Sunday, July 12, 2009

The return of Times Select

"The New York Times website, nytimes.com, is considering charging a monthly fee of $5.00 to access its content, including all its articles, blogs and multimedia. All of this content is currently available for free.
"When answering the following questions, please think about whether you would be willing to pay for continued unlimited access to nytimes.com.
"How likely would you be to pay a $2.50 monthly fee -- which would be a 50% discount for home delivery subscribers -- for continued, unlimited access to nytimes.com?"

According to Bill Mitchell (Poynter), the above was stated in a survey The New York Times e-mailed to all subscribers Thursday. Bill Mitchell is incorrect. You've got four print subscribers working on this article and none of them received that survey.

No surprise that The New York Times can't even handle the distribution of a survey.

New York Times
They can't handle much of anything.

Remember "Times Select"?

Started in 2005, Times Select was a "service" that, if you paid $7.95 a month ($49.95 a year), provided you with all new content to the paper (including the columnists who had been placed behind a "wall") and allowed you the chance to read X number of archived articles. If you were a subscriber to the print edition (paying basically for one month what the Times Select 'subscriber' was paying for one year), you already had access to these "services" for free.

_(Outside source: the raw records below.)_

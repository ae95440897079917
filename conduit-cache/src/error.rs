//! Storage error types.

use thiserror::Error;

/// Result type for cache storage operations.
pub type CacheResult<T> = Result<T, CacheError>;

/// Failure reported by a [`CacheStore`](crate::CacheStore).
///
/// The response cache treats every variant as a miss, so stores may fail
/// freely without failing requests.
#[derive(Debug, Error)]
pub enum CacheError {
    /// Command rejected by Redis.
    #[cfg(feature = "redis")]
    #[error("Redis error: {0}")]
    Redis(#[from] redis::RedisError),

    /// The backend could not be reached.
    #[error("Cache backend unreachable: {0}")]
    Connection(String),

    /// Failure raised by a custom store.
    #[error("Cache backend error: {0}")]
    Backend(String),
}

In September 2007, despite insisting that Times Select was a "hit" and had brought in $10 million in revenues for the paper each year, the service was ended.

Now the paper wants to return to it.

And get this, subscribers to the print edition will have to pay.

Subscribers who are already paying will have to fork over an additional $30 a year just to be able to do online what they currently can for free and could for free when Times Select was in effect.

Way to screw your subscribers. Way to piss of your base.

In an economy that's tanking, someone should have grasped that you don't want to piss people off further but telling them that the $600 or so they pay each year for the paper isn't enough and that anyone can pay $30 and get more than they do is just the thing to have people say, "You know I think I'll cancel my print subscription."